Compromising legitimate websites is a common way for hackers to target Internet users. But site administrators often fail to discover and fix hacked websites.
That’s the word from a recent study from security firm Commtouch. The survey polled 600 website owners and administrators whose sites had been hacked.
Compromising legitimate websites is a favorite method of hackers — users tend to trust sites they perceive as being safe, and they’re also less likely to be blocked by most Internet security software. Once they’re compromised, criminals can use those hacked websites to spread malware, redirect visitors to other sites, collect contact information for spam or phishing campaigns, or other actions.
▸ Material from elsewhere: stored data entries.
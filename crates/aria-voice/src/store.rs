//! **Conversation store seam** — history reads and per-turn appends.
//!
//! The SQL store itself lives with the gateway; the core only needs these two
//! operations. `MemoryStore` backs tests and key-less local runs.

use crate::error::VoiceResult;
use crate::llm::ChatMessage;
use async_trait::async_trait;
use std::sync::Mutex;

/// Persisted conversation history for a user, plus turn analytics.
#[async_trait]
pub trait ConversationStore: Send + Sync {
    /// Oldest-first recent history, at most `limit` turns.
    async fn read_history(&self, user_id: i64, limit: usize) -> VoiceResult<Vec<ChatMessage>>;

    /// Append one turn. `sentiment` is recorded for user turns, `latency_ms`
    /// for assistant turns; both are analytics only.
    async fn append_turn(
        &self,
        user_id: i64,
        role: &str,
        content: &str,
        sentiment: Option<f32>,
        latency_ms: Option<u64>,
    ) -> VoiceResult<()>;
}

#[derive(Debug, Clone)]
struct StoredTurn {
    user_id: i64,
    role: String,
    content: String,
}

/// In-memory store for tests and demos. Per-process, unordered users.
#[derive(Debug, Default)]
pub struct MemoryStore {
    turns: Mutex<Vec<StoredTurn>>,
}

impl MemoryStore {
    pub fn new() -> Self {
        Self::default()
    }

    pub fn turn_count(&self) -> usize {
        self.turns.lock().unwrap().len()
    }
}

#[async_trait]
impl ConversationStore for MemoryStore {
    async fn read_history(&self, user_id: i64, limit: usize) -> VoiceResult<Vec<ChatMessage>> {
        let turns = self.turns.lock().unwrap();
        let mut history: Vec<ChatMessage> = turns
            .iter()
            .filter(|t| t.user_id == user_id)
            .map(|t| ChatMessage {
                role: t.role.clone(),
                content: t.content.clone(),
            })
            .collect();
        if history.len() > limit {
            history.drain(..history.len() - limit);
        }
        Ok(history)
    }

    async fn append_turn(
        &self,
        user_id: i64,
        role: &str,
        content: &str,
        _sentiment: Option<f32>,
        _latency_ms: Option<u64>,
    ) -> VoiceResult<()> {
        self.turns.lock().unwrap().push(StoredTurn {
            user_id,
            role: role.to_string(),
            content: content.to_string(),
        });
        Ok(())
    }
}

#[cfg(test)]
mod tests {
    use super::*;

    #[tokio::test]
    async fn history_is_per_user_and_limited() {
        let store = MemoryStore::new();
        for i in 0..5 {
            store
                .append_turn(1, "user", &format!("msg {i}"), None, None)
                .await
                .unwrap();
        }
        store.append_turn(2, "user", "other", None, None).await.unwrap();

        let history = store.read_history(1, 3).await.unwrap();
        assert_eq!(history.len(), 3);
        assert_eq!(history[0].content, "msg 2");
        assert_eq!(history[2].content, "msg 4");

        let other = store.read_history(2, 20).await.unwrap();
        assert_eq!(other.len(), 1);
    }
}
//! Error types for the voice mediation core

use thiserror::Error;

/// Result type alias for voice operations
pub type VoiceResult<T> = Result<T, VoiceError>;

/// Errors that can occur in the mediation pipeline.
///
/// The severity contract: `Transport` and `InternalInvariant` end the session;
/// `Decode` skips the offending message; `Codec` and `ExternalService` fail the
/// current turn only; `Auth` refuses the session before accept completes.
#[derive(Error, Debug)]
pub enum VoiceError {
    #[error("transport error: {0}")]
    Transport(String),

    #[error("decode error: {0}")]
    Decode(String),

    #[error("codec error: {0}")]
    Codec(String),

    #[error("external service error: {0}")]
    ExternalService(String),

    #[error("auth error: {0}")]
    Auth(String),

    #[error("configuration error: {0}")]
    Config(String),

    #[error("state invariant violated: {0}")]
    InternalInvariant(String),

    #[error("IO error: {0}")]
    Io(#[from] std::io::Error),
}

impl VoiceError {
    /// True when the error must tear down the whole session rather than the
    /// current message or turn.
    pub fn is_fatal(&self) -> bool {
        matches!(
            self,
            VoiceError::Transport(_) | VoiceError::InternalInvariant(_) | VoiceError::Io(_)
        )
    }
}
//! SQLite store for users and conversation turns (bare-metal local DB).
//!
//! Schema follows the analytics shape: each turn row carries an optional
//! sentiment polarity (user turns) and pipeline latency in ms (assistant
//! turns). Connections are opened per operation; queries are small and local.

use aria_voice::{AuthService, ChatMessage, ConversationStore, VoiceError, VoiceResult};
use async_trait::async_trait;
use rusqlite::{params, Connection, OpenFlags, OptionalExtension};
use std::path::{Path, PathBuf};
use std::sync::Arc;

#[derive(Clone)]
pub struct SqliteStore {
    db_path: PathBuf,
}

fn db_err(e: rusqlite::Error) -> VoiceError {
    VoiceError::ExternalService(format!("sqlite: {e}"))
}

impl SqliteStore {
    pub fn new(db_path: impl Into<PathBuf>) -> VoiceResult<Self> {
        let this = Self {
            db_path: db_path.into(),
        };
        this.init()?;
        Ok(this)
    }

    pub fn path(&self) -> &Path {
        &self.db_path
    }

    fn open(&self) -> VoiceResult<Connection> {
        Connection::open_with_flags(
            &self.db_path,
            OpenFlags::SQLITE_OPEN_READ_WRITE | OpenFlags::SQLITE_OPEN_CREATE,
        )
        .map_err(db_err)
    }

    fn init(&self) -> VoiceResult<()> {
        if let Some(parent) = self.db_path.parent() {
            let _ = std::fs::create_dir_all(parent);
        }
        let conn = self.open()?;
        conn.execute_batch(
            r#"
            CREATE TABLE IF NOT EXISTS users (
                id INTEGER PRIMARY KEY AUTOINCREMENT,
                email TEXT UNIQUE NOT NULL,
                password_hash TEXT NOT NULL,
                api_token TEXT UNIQUE,
                created_at TEXT NOT NULL
            );

            CREATE TABLE IF NOT EXISTS conversations (
                id INTEGER PRIMARY KEY AUTOINCREMENT,
                user_id INTEGER NOT NULL,
                role TEXT NOT NULL,
                content TEXT NOT NULL,
                timestamp TEXT NOT NULL,
                sentiment_score REAL,
                latency_ms INTEGER,
                FOREIGN KEY(user_id) REFERENCES users(id)
            );

            CREATE INDEX IF NOT EXISTS idx_conversations_user ON conversations(user_id);
            "#,
        )
        .map_err(db_err)?;
        Ok(())
    }

    /// Insert or refresh a user row keyed by email; returns the user id.
    pub fn ensure_user(&self, email: &str, password_hash: &str, api_token: &str) -> VoiceResult<i64> {
        let conn = self.open()?;
        conn.execute(
            r#"
            INSERT INTO users (email, password_hash, api_token, created_at)
            VALUES (?1, ?2, ?3, ?4)
            ON CONFLICT(email) DO UPDATE SET api_token = excluded.api_token
            "#,
            params![email, password_hash, api_token, chrono::Utc::now().to_rfc3339()],
        )
        .map_err(db_err)?;
        let id = conn
            .query_row(
                "SELECT id FROM users WHERE email = ?1",
                params![email],
                |r| r.get(0),
            )
            .map_err(db_err)?;
        Ok(id)
    }

    /// Resolve an API token to a user id, if any.
    pub fn lookup_token(&self, token: &str) -> VoiceResult<Option<i64>> {
        if token.is_empty() {
            return Ok(None);
        }
        let conn = self.open()?;
        conn.query_row(
            "SELECT id FROM users WHERE api_token = ?1",
            params![token],
            |r| r.get(0),
        )
        .optional()
        .map_err(db_err)
    }
}

#[async_trait]
impl ConversationStore for SqliteStore {
    async fn read_history(&self, user_id: i64, limit: usize) -> VoiceResult<Vec<ChatMessage>> {
        let conn = self.open()?;
        let mut stmt = conn
            .prepare(
                "SELECT role, content FROM conversations WHERE user_id = ?1 ORDER BY id DESC LIMIT ?2",
            )
            .map_err(db_err)?;
        let mut rows: Vec<ChatMessage> = stmt
            .query_map(params![user_id, limit as i64], |r| {
                Ok(ChatMessage {
                    role: r.get(0)?,
                    content: r.get(1)?,
                })
            })
            .map_err(db_err)?
            .collect::<Result<Vec<_>, _>>()
            .map_err(db_err)?;
        // Oldest first for the prompt.
        rows.reverse();
        Ok(rows)
    }

    async fn append_turn(
        &self,
        user_id: i64,
        role: &str,
        content: &str,
        sentiment: Option<f32>,
        latency_ms: Option<u64>,
    ) -> VoiceResult<()> {
        let conn = self.open()?;
        conn.execute(
            r#"
            INSERT INTO conversations (user_id, role, content, timestamp, sentiment_score, latency_ms)
            VALUES (?1, ?2, ?3, ?4, ?5, ?6)
            "#,
            params![
                user_id,
                role,
                content,
                chrono::Utc::now().to_rfc3339(),
                sentiment.map(|s| s as f64),
                latency_ms.map(|l| l as i64),
            ],
        )
        .map_err(db_err)?;
        Ok(())
    }
}

/// Auth backed by the users table: the bearer token presented at accept is an
/// API token column lookup.
pub struct SqliteAuth {
    store: Arc<SqliteStore>,
}

impl SqliteAuth {
    pub fn new(store: Arc<SqliteStore>) -> Self {
        Self { store }
    }
}

#[async_trait]
impl AuthService for SqliteAuth {
    async fn decode(&self, token: &str) -> VoiceResult<i64> {
        self.store
            .lookup_token(token)?
            .ok_or_else(|| VoiceError::Auth("invalid or missing token".to_string()))
    }
}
For a site to be compromised, it doesn’t even need to be targeted specifically. Often, hackers find exploits to simultaneously compromise thousands of sites using the same software — such as popular content management systems like WordPress.
As attacks have become more widespread and sophisticated, hackers have gotten good at stealth attacks that go undetected. In fact, nearly half of respondents said they didn’t discover their sites were compromised until they tried to visit their own site and received a warning from their browser or Internet security software. Another 35% didn’t know until about their hacked websites until they were notified by a third party.
Based on those figures, organizations may consider boosting their efforts to monitor their sites for suspicious activity so that hacked websites are discovered as soon as possible.
IT can also take steps to prevent attacks from occurring:
- Keep software up to date — That includes plug-ins, which can contain their own vulnerabilities. Hackers exploiting outdated and unpatched software was the most common way sites were compromised, according to survey respondents.
- Change passwords regularly — Many respondents reported their sites were compromised using stolen log-in credentials.
- Set appropriate file permissions — Only give user accounts the permissions they need. That will help decrease the damage that can be caused if credentials are stolen.